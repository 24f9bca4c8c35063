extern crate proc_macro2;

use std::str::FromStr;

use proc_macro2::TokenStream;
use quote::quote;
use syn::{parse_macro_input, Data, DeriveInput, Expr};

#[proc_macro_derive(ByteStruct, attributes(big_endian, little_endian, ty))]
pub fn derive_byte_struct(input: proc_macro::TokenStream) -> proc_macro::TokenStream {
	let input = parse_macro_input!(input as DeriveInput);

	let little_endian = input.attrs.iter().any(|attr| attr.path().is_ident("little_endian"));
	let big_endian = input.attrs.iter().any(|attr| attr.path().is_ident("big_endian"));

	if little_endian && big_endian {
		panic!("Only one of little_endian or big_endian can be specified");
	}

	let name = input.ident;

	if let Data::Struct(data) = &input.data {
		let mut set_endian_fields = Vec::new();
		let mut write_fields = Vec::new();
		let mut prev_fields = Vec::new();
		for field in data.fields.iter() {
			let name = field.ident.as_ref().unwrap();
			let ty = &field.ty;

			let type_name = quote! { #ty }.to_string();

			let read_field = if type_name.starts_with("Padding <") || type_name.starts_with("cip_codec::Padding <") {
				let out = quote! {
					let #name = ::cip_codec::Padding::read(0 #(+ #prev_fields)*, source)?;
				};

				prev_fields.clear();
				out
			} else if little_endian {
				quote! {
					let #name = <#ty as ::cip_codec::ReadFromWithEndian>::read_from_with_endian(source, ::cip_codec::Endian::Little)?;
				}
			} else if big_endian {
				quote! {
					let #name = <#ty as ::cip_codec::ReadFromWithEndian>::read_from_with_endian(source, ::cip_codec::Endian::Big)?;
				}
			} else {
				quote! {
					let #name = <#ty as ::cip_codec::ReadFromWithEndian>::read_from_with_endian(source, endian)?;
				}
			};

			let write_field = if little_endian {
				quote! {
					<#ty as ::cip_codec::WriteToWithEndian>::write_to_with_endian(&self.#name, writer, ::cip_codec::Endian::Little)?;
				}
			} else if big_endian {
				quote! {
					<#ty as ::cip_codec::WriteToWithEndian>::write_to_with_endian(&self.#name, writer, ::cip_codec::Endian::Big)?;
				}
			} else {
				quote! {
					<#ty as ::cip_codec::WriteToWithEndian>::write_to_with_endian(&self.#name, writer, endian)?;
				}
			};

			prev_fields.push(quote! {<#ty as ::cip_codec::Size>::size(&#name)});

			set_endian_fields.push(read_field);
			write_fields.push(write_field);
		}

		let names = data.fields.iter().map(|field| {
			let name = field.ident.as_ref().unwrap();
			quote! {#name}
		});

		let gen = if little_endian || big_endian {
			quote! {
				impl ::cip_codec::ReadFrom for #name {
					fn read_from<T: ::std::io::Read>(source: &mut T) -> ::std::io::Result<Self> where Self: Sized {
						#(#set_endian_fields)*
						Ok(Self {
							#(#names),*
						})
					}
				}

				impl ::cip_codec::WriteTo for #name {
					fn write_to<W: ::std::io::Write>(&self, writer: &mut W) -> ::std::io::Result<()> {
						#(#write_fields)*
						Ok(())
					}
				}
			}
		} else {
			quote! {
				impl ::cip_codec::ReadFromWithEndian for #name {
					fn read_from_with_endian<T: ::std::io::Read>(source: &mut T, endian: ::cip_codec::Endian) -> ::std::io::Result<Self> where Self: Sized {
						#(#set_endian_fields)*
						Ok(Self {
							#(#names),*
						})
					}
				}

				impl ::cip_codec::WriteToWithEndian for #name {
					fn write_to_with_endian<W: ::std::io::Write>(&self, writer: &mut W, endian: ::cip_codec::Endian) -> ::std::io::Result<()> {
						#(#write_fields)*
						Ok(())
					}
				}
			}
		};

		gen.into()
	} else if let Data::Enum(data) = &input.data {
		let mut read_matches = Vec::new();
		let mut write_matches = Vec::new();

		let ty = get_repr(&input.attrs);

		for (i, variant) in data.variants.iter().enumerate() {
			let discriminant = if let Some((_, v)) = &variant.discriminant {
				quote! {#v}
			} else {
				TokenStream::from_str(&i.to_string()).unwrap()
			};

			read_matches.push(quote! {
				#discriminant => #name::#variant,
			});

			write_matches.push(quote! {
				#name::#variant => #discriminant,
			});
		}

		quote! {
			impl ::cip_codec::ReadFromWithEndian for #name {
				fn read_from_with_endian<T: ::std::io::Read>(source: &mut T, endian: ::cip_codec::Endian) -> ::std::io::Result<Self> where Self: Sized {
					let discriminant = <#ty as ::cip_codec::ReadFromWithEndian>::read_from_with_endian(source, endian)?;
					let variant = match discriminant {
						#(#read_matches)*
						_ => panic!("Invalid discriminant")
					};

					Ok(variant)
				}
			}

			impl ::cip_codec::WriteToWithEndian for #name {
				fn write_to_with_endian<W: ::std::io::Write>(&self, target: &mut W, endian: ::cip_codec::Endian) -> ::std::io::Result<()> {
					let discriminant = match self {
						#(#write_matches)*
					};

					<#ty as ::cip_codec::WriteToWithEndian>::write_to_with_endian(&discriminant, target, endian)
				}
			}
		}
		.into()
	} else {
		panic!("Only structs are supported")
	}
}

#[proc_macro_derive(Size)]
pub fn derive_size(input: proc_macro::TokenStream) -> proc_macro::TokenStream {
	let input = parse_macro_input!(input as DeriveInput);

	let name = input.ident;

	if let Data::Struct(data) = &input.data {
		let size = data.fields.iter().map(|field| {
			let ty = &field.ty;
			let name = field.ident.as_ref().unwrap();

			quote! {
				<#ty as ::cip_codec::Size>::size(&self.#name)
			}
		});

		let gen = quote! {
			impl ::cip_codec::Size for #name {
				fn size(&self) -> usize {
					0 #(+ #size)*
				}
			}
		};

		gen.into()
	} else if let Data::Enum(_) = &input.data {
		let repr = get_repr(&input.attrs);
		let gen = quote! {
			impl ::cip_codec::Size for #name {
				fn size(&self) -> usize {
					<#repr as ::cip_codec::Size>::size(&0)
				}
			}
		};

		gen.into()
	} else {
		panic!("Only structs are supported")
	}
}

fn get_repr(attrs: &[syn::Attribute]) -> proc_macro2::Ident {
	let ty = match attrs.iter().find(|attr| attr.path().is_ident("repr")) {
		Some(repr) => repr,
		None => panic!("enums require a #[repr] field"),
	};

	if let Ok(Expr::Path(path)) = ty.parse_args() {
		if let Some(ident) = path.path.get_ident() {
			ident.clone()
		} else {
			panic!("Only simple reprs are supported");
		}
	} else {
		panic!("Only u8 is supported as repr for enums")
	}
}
************
### What to do
Return a copy of each line in the records above that has "Padding" in it.

### Solution for this task
			let read_field = if type_name.starts_with("Padding <") || type_name.starts_with("cip_codec::Padding <") {
					let #name = ::cip_codec::Padding::read(0 #(+ #prev_fields)*, source)?;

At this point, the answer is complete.